▶ **WHAT IS EXPECTED**
Should a line in the entries below contain "RemoteApi", return that line.

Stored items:

use serde::{Deserialize, Serialize};

use crate::types::{AccountId, Timestamp};

#[derive(Clone, Copy, Debug, PartialEq, Eq, Serialize, Deserialize)]
#[serde(rename_all = "SCREAMING_SNAKE_CASE")]
pub enum SyncStatus {
    NotProcessed,
    Updated,
    SyncError,
    /// Completed with a non-fatal anomaly; scheduled like `Updated`.
    Warning,
}

impl SyncStatus {
    pub fn is_success(self) -> bool {
        matches!(self, SyncStatus::Updated | SyncStatus::Warning)
    }
}

/// One attempt for an (account, category). Unfinished while `finished_at`
/// is `None`; claimed while `started_at` is set.
#[derive(Clone, Debug, PartialEq, Serialize, Deserialize)]
pub struct TrackerRecord {
    pub account: AccountId,
    pub category: String,
    pub scheduled_at: Timestamp,
    pub started_at: Option<Timestamp>,
    pub finished_at: Option<Timestamp>,
    pub status: SyncStatus,
    pub detail: Option<String>,
}

impl TrackerRecord {
    pub fn scheduled(account: AccountId, category: &str, scheduled_at: Timestamp) -> Self {
        Self {
            account,
            category: category.to_string(),
            scheduled_at,
            started_at: None,
            finished_at: None,
            status: SyncStatus::NotProcessed,
            detail: None,
        }
    }

    pub fn is_finished(&self) -> bool {
        self.finished_at.is_some()
    }
}

/// Account-level view of a category: last finished status and until when the
/// remote said its data stays cached.
#[derive(Clone, Debug, PartialEq, Serialize, Deserialize)]
pub struct CategoryState {
    pub status: SyncStatus,
    pub cache_expiry: Timestamp,
}

/// Result of trying to claim the unfinished tracker.
#[derive(Clone, Debug, PartialEq)]
pub enum Claim {
    /// The caller owns the attempt; `started_at` is set.
    Claimed(TrackerRecord),
    NotDue { scheduled_at: Timestamp },
    CacheValid { status: SyncStatus, cache_expiry: Timestamp },
    AlreadyRunning { started_at: Timestamp },
}

/// How a claimed attempt ended.
#[derive(Clone, Debug, PartialEq)]
pub struct Outcome {
    pub status: SyncStatus,
    pub detail: Option<String>,
    pub next_scheduled_at: Timestamp,
    pub cache_expiry: Timestamp,
}
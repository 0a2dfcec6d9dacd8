use std::fmt;

use async_trait::async_trait;
use serde::{Deserialize, Serialize};
use thiserror::Error;

use crate::types::{AccountId, Cursor, Timestamp};

#[derive(Clone, Copy, Debug, PartialEq, Eq, Serialize, Deserialize)]
#[serde(rename_all = "snake_case")]
pub enum ErrorKind {
    /// Rate limiting, 5xx, timeouts.
    Transient,
    /// Authentication failures, revoked or invalid account scope.
    Fatal,
}

impl fmt::Display for ErrorKind {
    fn fmt(&self, f: &mut fmt::Formatter<'_>) -> fmt::Result {
        match self {
            ErrorKind::Transient => f.write_str("transient"),
            ErrorKind::Fatal => f.write_str("fatal"),
        }
    }
}

/// A failed remote call, already classified by the client.
#[derive(Clone, Debug, PartialEq, Error)]
#[error("{kind} remote error: {message}")]
pub struct RemoteError {
    pub kind: ErrorKind,
    pub message: String,
    pub retry_after: Option<Timestamp>,
}

impl RemoteError {
    pub fn transient(message: impl Into<String>) -> Self {
        Self {
            kind: ErrorKind::Transient,
            message: message.into(),
            retry_after: None,
        }
    }

    pub fn fatal(message: impl Into<String>) -> Self {
        Self {
            kind: ErrorKind::Fatal,
            message: message.into(),
            retry_after: None,
        }
    }

    pub fn with_retry_after(mut self, at: Timestamp) -> Self {
        self.retry_after = Some(at);
        self
    }

    pub fn is_transient(&self) -> bool {
        self.kind == ErrorKind::Transient
    }

    pub fn is_fatal(&self) -> bool {
        self.kind == ErrorKind::Fatal
    }

    /// Server-supplied time before which the call should not be retried.
    pub fn retry_after(&self) -> Option<Timestamp> {
        self.retry_after
    }
}

/// One page of a remote snapshot.
#[derive(Clone, Debug, PartialEq)]
pub struct RemotePage<I> {
    pub items: Vec<I>,
    /// Server cache-expiry hint for this data.
    pub cache_expiry: Option<Timestamp>,
    /// Continuation for the next page; `None` when the server has no more.
    pub next: Option<Cursor>,
}

impl<I> RemotePage<I> {
    pub fn last(items: Vec<I>, cache_expiry: Option<Timestamp>) -> Self {
        Self {
            items,
            cache_expiry,
            next: None,
        }
    }

    pub fn is_empty(&self) -> bool {
        self.items.is_empty()
    }
}

/// Client for one category of remote data.
///
/// Implementations own transport, wire format and timeouts; a timeout is
/// reported as a transient [`RemoteError`].
#[async_trait]
pub trait RemoteApi<I: Send>: Send + Sync {
    async fn fetch(&self, account: AccountId, cursor: Option<Cursor>)
        -> Result<RemotePage<I>, RemoteError>;
}
use std::sync::Arc;

use serde::Serialize;

use crate::category::SyncCategory;
use crate::clock::Clock;
use crate::config::SyncConfig;
use crate::error::SyncError;
use crate::reconcile::{ReconcileReport, Reconciler};
use crate::remote::RemoteApi;
use crate::runtime::paging::{fetch_pages, FetchFailure};
use crate::store::TemporalStore;
use crate::tracker::logic::{
    next_after_fatal, next_after_success, next_after_transient, next_after_unmet_prerequisite,
};
use crate::tracker::{Claim, Outcome, SyncStatus, TrackerRecord, TrackerStore};
use crate::types::{AccountId, Timestamp};

/// Whether the attempt actually ran.
#[derive(Clone, Debug, PartialEq, Serialize)]
#[serde(rename_all = "snake_case")]
pub enum Disposition {
    Ran,
    NotDue { scheduled_at: Timestamp },
    CacheValid { cache_expiry: Timestamp },
    AlreadyRunning { started_at: Timestamp },
}

/// Result of one [`SyncTask::run`]. Skipped runs carry the prior outcome.
#[derive(Clone, Debug, PartialEq, Serialize)]
pub struct SyncReport {
    pub account: AccountId,
    pub category: String,
    pub disposition: Disposition,
    pub status: SyncStatus,
    pub detail: Option<String>,
    pub fetched: usize,
    pub reconcile: Option<ReconcileReport>,
    pub next_scheduled_at: Option<Timestamp>,
}

impl SyncReport {
    pub fn ran(&self) -> bool {
        self.disposition == Disposition::Ran
    }
}

/// **SyncTask**
///
/// The imperative shell around one category. A run:
/// 1. Claims the unfinished tracker (or returns the prior outcome).
/// 2. Checks prerequisites without contacting the remote.
/// 3. Pages through the remote snapshot.
/// 4. Reconciles it into the temporal store under one timestamp.
/// 5. Finishes the tracker and schedules the next attempt.
///
/// Remote failures end up on the tracker. Only storage failures escape, and
/// they leave the tracker unclaimed so the next invocation retries.
pub struct SyncTask<S: SyncCategory> {
    category: S,
    remote: Arc<dyn RemoteApi<S::Item>>,
    reconciler: Reconciler<S::Key, S::Content>,
    trackers: Arc<dyn TrackerStore>,
    clock: Arc<dyn Clock>,
    config: SyncConfig,
}

impl<S: SyncCategory> SyncTask<S> {
    pub fn new(
        category: S,
        remote: Arc<dyn RemoteApi<S::Item>>,
        store: Arc<dyn TemporalStore<S::Key, S::Content>>,
        trackers: Arc<dyn TrackerStore>,
        clock: Arc<dyn Clock>,
        config: SyncConfig,
    ) -> Self {
        Self {
            category,
            remote,
            reconciler: Reconciler::new(store, Arc::clone(&clock)),
            trackers,
            clock,
            config,
        }
    }

    pub fn category(&self) -> &S {
        &self.category
    }

    pub async fn run(&self, account: AccountId) -> Result<SyncReport, SyncError> {
        let name = self.category.name();
        let now = self.clock.now();

        let claim = self.trackers.claim(account, name, now)?;
        let Claim::Claimed(_) = claim else {
            return self.skipped(account, claim);
        };
        let guard = ClaimGuard::new(Arc::clone(&self.trackers), account, name);
        log::info!("[SYNC] {account} {name}: started");

        if let Some(missing) = self.unmet_prerequisite(account)? {
            let outcome = Outcome {
                status: SyncStatus::SyncError,
                detail: Some(format!("prerequisite {missing} has not been updated")),
                next_scheduled_at: next_after_unmet_prerequisite(now, &self.config),
                cache_expiry: now,
            };
            return self.finish(guard, account, outcome, 0, None);
        }

        let rules = self.category.rules();
        let fetched = match fetch_pages(
            self.remote.as_ref(),
            account,
            rules.mode,
            self.config.max_download,
        )
        .await
        {
            Ok(fetched) => fetched,
            Err(failure) => {
                let failed_at = self.clock.now();
                let next_scheduled_at = match &failure {
                    FetchFailure::Remote(err) if err.is_transient() => {
                        next_after_transient(failed_at, err.retry_after(), &self.config)
                    }
                    _ => next_after_fatal(failed_at, &self.config),
                };
                let outcome = Outcome {
                    status: SyncStatus::SyncError,
                    detail: Some(failure.detail()),
                    next_scheduled_at,
                    cache_expiry: failed_at,
                };
                return self.finish(guard, account, outcome, 0, None);
            }
        };

        let count = fetched.items.len();
        let snapshot = self.category.snapshot(fetched.items);
        let anomalies = snapshot.anomalies().to_vec();
        for anomaly in &anomalies {
            log::warn!("[SYNC] {account} {name}: {anomaly}");
        }

        let report = self.reconciler.reconcile(account, snapshot, &rules)?;

        let done_at = self.clock.now();
        let (status, detail) = if anomalies.is_empty() {
            (SyncStatus::Updated, None)
        } else {
            (SyncStatus::Warning, Some(anomalies.join("; ")))
        };
        let outcome = Outcome {
            status,
            detail,
            next_scheduled_at: next_after_success(done_at, fetched.cache_expiry, &self.config),
            cache_expiry: fetched.cache_expiry.unwrap_or(done_at),
        };
        self.finish(guard, account, outcome, count, Some(report))
    }

    fn unmet_prerequisite(&self, account: AccountId) -> Result<Option<String>, SyncError> {
        for prerequisite in self.category.prerequisites() {
            let state = self.trackers.category_state(account, &prerequisite)?;
            if state.map(|s| s.status) != Some(SyncStatus::Updated) {
                return Ok(Some(prerequisite));
            }
        }
        Ok(None)
    }

    fn finish(
        &self,
        guard: ClaimGuard,
        account: AccountId,
        outcome: Outcome,
        fetched: usize,
        reconcile: Option<ReconcileReport>,
    ) -> Result<SyncReport, SyncError> {
        let next_scheduled_at = outcome.next_scheduled_at;
        let record = self
            .trackers
            .finish(account, self.category.name(), outcome, self.clock.now())?;
        guard.disarm();

        Ok(SyncReport {
            account,
            category: record.category,
            disposition: Disposition::Ran,
            status: record.status,
            detail: record.detail,
            fetched,
            reconcile,
            next_scheduled_at: Some(next_scheduled_at),
        })
    }

    fn skipped(&self, account: AccountId, claim: Claim) -> Result<SyncReport, SyncError> {
        let name = self.category.name();
        let disposition = match claim {
            Claim::NotDue { scheduled_at } => Disposition::NotDue { scheduled_at },
            Claim::CacheValid { cache_expiry, .. } => Disposition::CacheValid { cache_expiry },
            Claim::AlreadyRunning { started_at } => Disposition::AlreadyRunning { started_at },
            Claim::Claimed(_) => Disposition::Ran,
        };
        log::info!("[SYNC] {account} {name}: skipped ({disposition:?})");

        let status = self
            .trackers
            .category_state(account, name)?
            .map(|state| state.status)
            .unwrap_or(SyncStatus::NotProcessed);
        let last: Option<TrackerRecord> = self.trackers.history(account, name)?.pop();
        let next = self.trackers.unfinished(account, name)?;

        Ok(SyncReport {
            account,
            category: name.to_string(),
            disposition,
            status,
            detail: last.and_then(|record| record.detail),
            fetched: 0,
            reconcile: None,
            next_scheduled_at: next.map(|tracker| tracker.scheduled_at),
        })
    }
}

/// Returns the claimed tracker to its pre-run state unless the run finished.
/// Covers early returns on storage errors and a dropped (cancelled) future.
struct ClaimGuard {
    trackers: Arc<dyn TrackerStore>,
    account: AccountId,
    category: String,
    armed: bool,
}

impl ClaimGuard {
    fn new(trackers: Arc<dyn TrackerStore>, account: AccountId, category: &str) -> Self {
        Self {
            trackers,
            account,
            category: category.to_string(),
            armed: true,
        }
    }

    fn disarm(mut self) {
        self.armed = false;
    }
}

impl Drop for ClaimGuard {
    fn drop(&mut self) {
        if !self.armed {
            return;
        }
        log::warn!(
            "[SYNC] {} {}: run abandoned, releasing claim",
            self.account,
            self.category
        );
        if let Err(err) = self.trackers.release(self.account, &self.category) {
            log::error!(
                "[SYNC] {} {}: failed to release claim: {err}",
                self.account,
                self.category
            );
        }
    }
}
pub mod api;
pub mod scripted;

pub use api::{ErrorKind, RemoteApi, RemoteError, RemotePage};
pub use scripted::ScriptedClient;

▶ **SOLUTION TO THIS EXERCISE**
pub trait RemoteApi<I: Send>: Send + Sync {
use crate::remote::RemoteApi;
    remote: Arc<dyn RemoteApi<S::Item>>,
        remote: Arc<dyn RemoteApi<S::Item>>,
pub use api::{ErrorKind, RemoteApi, RemoteError, RemotePage};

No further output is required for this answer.